Segment Start: Provided data
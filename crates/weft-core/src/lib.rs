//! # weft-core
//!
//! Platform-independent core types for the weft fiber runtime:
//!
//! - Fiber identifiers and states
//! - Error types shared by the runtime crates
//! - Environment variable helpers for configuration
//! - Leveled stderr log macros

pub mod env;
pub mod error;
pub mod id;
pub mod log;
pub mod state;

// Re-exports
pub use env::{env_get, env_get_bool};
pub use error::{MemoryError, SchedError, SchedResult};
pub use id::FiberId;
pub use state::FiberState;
Segment End: Provided data
Segment Start: Provided data
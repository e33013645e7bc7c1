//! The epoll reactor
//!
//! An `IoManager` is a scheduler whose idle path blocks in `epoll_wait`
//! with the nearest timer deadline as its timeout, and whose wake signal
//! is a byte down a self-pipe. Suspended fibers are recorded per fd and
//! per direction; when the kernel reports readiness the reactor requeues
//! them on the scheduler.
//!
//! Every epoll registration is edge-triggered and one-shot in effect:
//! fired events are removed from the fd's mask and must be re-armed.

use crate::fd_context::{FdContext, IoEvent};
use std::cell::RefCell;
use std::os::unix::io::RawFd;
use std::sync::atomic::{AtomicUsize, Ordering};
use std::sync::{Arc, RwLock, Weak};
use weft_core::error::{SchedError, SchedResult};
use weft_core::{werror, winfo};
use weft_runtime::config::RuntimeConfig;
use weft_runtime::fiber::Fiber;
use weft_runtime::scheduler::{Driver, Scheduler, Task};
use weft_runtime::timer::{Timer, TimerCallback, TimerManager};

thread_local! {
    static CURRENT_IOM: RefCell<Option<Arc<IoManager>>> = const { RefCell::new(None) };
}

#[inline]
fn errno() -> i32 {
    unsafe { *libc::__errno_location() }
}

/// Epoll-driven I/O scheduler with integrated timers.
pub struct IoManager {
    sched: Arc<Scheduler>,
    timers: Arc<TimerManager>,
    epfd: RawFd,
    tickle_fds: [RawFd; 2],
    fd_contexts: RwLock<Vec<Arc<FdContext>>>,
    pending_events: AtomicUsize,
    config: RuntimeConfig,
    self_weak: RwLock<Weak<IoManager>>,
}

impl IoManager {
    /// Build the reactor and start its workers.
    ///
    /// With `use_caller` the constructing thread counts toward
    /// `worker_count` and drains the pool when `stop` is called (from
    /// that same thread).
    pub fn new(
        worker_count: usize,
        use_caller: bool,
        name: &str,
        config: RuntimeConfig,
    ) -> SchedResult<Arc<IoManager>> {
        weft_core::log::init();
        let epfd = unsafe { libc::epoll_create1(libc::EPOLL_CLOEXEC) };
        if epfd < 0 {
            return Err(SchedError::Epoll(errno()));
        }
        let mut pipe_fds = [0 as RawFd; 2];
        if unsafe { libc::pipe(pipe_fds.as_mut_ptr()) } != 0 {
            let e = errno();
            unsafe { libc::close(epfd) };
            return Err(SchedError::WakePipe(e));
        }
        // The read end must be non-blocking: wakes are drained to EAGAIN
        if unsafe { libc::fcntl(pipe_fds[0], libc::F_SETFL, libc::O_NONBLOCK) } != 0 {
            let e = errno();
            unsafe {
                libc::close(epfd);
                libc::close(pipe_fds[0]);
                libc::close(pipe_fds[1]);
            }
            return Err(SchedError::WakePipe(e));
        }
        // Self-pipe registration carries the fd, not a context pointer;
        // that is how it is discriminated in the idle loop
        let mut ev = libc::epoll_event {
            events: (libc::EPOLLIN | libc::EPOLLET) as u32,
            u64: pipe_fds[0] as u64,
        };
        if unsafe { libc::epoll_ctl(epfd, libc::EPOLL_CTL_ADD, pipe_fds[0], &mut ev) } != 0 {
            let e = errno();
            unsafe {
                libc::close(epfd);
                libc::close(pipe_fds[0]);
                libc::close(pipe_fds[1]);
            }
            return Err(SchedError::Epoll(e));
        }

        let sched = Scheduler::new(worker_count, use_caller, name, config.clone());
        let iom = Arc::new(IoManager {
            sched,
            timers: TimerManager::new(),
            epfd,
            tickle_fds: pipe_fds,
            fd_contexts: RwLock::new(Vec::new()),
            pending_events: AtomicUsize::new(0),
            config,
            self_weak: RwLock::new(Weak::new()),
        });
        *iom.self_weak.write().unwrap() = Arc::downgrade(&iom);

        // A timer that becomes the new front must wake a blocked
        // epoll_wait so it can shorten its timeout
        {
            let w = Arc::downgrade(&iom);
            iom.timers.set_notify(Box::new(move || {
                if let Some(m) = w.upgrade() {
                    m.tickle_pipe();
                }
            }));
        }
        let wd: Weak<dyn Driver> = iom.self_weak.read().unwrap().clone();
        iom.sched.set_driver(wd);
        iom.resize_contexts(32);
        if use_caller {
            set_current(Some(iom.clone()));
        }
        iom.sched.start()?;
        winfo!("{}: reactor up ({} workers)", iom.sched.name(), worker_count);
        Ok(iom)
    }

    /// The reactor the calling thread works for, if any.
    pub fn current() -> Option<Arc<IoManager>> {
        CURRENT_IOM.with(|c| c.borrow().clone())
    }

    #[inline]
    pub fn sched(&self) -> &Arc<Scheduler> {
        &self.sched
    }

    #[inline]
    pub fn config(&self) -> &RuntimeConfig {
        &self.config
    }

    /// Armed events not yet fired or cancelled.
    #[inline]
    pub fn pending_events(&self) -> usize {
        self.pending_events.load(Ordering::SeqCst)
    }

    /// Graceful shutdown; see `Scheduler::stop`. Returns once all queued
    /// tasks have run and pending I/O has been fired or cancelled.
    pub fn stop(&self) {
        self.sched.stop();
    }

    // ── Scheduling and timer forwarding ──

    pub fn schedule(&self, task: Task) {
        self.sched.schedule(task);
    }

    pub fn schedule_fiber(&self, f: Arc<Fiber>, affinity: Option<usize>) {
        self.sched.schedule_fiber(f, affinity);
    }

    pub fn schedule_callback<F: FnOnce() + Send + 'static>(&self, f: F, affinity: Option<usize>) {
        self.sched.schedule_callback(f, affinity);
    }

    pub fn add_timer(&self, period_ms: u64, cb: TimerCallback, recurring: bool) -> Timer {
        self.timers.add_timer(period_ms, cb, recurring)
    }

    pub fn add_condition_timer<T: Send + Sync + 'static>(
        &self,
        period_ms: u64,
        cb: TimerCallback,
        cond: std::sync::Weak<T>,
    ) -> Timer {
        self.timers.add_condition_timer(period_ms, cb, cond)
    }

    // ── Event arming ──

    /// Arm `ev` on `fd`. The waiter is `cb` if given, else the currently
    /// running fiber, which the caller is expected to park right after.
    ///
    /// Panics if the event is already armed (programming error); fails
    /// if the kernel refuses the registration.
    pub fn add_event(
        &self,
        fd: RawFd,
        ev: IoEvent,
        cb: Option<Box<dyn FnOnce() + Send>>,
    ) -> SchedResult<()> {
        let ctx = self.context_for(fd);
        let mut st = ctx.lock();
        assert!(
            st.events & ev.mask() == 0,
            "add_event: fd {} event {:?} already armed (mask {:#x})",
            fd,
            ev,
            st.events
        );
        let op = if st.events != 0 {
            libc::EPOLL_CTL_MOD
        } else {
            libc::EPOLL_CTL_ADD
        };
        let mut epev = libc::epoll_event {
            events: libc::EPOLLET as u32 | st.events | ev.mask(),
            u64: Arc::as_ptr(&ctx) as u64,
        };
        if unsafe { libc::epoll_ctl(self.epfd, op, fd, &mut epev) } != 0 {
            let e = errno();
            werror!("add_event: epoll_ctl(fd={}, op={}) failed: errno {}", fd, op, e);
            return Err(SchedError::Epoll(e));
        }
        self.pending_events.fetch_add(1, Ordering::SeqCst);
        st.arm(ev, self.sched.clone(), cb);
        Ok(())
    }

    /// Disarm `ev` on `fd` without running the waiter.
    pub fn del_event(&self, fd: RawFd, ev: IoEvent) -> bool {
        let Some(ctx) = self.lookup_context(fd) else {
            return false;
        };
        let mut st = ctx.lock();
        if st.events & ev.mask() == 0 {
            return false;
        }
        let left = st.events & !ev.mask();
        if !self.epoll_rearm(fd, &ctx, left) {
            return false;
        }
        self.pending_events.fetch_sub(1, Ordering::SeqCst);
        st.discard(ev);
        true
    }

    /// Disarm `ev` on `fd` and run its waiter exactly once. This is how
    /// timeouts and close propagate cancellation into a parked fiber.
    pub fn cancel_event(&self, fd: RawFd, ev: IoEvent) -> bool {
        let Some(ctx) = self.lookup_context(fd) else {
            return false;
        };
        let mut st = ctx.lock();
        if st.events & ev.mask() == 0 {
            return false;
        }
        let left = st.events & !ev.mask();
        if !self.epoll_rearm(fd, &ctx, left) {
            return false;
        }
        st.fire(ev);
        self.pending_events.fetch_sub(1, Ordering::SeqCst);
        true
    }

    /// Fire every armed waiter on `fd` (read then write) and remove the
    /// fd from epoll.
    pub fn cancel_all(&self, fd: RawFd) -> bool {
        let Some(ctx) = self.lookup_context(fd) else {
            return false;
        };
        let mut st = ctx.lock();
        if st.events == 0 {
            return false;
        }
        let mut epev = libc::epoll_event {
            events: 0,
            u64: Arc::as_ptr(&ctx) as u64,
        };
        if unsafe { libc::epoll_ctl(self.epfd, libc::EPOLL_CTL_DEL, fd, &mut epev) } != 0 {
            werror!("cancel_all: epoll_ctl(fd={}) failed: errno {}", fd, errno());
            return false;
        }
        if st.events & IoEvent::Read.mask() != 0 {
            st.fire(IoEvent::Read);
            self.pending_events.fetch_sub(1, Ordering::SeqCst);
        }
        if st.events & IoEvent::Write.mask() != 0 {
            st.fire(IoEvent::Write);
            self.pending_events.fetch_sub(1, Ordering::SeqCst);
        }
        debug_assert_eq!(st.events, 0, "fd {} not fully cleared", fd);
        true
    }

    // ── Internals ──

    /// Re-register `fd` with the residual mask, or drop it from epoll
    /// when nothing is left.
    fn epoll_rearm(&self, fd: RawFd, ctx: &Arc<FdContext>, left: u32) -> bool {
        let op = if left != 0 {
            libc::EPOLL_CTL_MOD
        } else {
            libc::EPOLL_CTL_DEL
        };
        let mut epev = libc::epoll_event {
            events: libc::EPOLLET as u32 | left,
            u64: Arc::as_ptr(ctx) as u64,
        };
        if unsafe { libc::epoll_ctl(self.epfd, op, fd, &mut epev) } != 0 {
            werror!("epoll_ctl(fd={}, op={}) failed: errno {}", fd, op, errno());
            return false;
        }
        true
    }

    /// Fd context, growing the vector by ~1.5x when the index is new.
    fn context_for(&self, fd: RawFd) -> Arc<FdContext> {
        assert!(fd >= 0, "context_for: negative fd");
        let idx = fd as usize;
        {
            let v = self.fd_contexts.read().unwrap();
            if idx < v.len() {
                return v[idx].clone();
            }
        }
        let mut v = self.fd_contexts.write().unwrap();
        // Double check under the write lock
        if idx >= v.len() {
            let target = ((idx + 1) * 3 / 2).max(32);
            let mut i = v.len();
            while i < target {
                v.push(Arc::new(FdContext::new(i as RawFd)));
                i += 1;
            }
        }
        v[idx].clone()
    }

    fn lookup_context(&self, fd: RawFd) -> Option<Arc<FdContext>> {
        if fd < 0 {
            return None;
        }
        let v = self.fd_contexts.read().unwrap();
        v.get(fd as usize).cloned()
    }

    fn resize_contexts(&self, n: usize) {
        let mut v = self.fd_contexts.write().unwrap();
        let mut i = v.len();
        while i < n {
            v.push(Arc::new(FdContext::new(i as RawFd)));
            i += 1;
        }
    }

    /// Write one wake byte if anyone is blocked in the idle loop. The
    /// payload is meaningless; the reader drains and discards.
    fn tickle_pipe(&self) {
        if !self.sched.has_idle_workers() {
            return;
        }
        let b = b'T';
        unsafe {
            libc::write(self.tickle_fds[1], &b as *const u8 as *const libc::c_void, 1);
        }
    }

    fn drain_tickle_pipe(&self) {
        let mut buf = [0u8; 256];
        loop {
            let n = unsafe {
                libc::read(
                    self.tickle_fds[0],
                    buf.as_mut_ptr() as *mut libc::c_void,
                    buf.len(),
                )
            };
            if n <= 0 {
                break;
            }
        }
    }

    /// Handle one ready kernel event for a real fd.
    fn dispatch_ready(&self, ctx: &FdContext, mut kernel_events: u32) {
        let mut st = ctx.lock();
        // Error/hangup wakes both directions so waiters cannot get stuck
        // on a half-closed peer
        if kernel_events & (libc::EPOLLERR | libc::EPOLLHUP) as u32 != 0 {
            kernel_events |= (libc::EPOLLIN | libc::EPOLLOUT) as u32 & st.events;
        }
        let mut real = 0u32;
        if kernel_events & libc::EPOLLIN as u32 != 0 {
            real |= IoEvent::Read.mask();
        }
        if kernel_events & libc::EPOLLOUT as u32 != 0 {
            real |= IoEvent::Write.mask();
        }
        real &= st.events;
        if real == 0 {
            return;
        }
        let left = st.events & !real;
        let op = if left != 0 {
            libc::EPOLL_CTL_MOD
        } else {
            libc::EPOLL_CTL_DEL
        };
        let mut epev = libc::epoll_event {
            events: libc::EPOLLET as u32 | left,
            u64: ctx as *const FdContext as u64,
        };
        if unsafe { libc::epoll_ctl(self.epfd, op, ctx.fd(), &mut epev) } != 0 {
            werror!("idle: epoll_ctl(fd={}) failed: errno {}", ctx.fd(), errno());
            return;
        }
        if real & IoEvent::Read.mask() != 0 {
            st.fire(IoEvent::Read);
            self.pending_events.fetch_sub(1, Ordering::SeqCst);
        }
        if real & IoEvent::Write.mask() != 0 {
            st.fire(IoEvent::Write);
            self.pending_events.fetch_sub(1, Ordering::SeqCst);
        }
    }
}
Segment End: Provided data
Segment Start: Provided data
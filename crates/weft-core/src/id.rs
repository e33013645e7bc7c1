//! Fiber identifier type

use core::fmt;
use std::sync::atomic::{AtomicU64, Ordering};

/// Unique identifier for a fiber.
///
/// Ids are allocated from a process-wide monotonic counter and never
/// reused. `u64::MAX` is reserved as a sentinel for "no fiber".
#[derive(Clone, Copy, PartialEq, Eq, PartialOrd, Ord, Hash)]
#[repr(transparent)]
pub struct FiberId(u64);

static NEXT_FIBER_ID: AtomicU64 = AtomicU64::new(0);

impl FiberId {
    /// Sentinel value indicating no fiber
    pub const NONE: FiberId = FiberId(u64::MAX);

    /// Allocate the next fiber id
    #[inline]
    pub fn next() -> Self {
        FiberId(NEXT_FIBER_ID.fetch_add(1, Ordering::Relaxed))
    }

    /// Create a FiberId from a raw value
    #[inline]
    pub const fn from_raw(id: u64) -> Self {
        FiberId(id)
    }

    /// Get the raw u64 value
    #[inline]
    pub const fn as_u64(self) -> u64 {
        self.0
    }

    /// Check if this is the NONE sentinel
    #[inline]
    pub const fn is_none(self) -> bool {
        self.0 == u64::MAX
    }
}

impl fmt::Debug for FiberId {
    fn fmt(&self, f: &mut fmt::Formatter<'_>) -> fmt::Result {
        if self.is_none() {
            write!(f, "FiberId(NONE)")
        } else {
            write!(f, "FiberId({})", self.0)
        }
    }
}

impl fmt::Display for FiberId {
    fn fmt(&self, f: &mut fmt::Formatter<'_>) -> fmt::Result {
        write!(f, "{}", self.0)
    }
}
Segment End: Provided data
> _Problem_:
Your task for the entries above: copy exactly the span starting with the line with "filename crates/weft-core/src/lib.rs" and going on through the line with "pub mod error;", both lines included, and nothing else.

> _Result_:
filename crates/weft-core/src/lib.rs
//! # weft-core
//!
//! Platform-independent core types for the weft fiber runtime:
//!
//! - Fiber identifiers and states
//! - Error types shared by the runtime crates
//! - Environment variable helpers for configuration
//! - Leveled stderr log macros

pub mod env;
pub mod error;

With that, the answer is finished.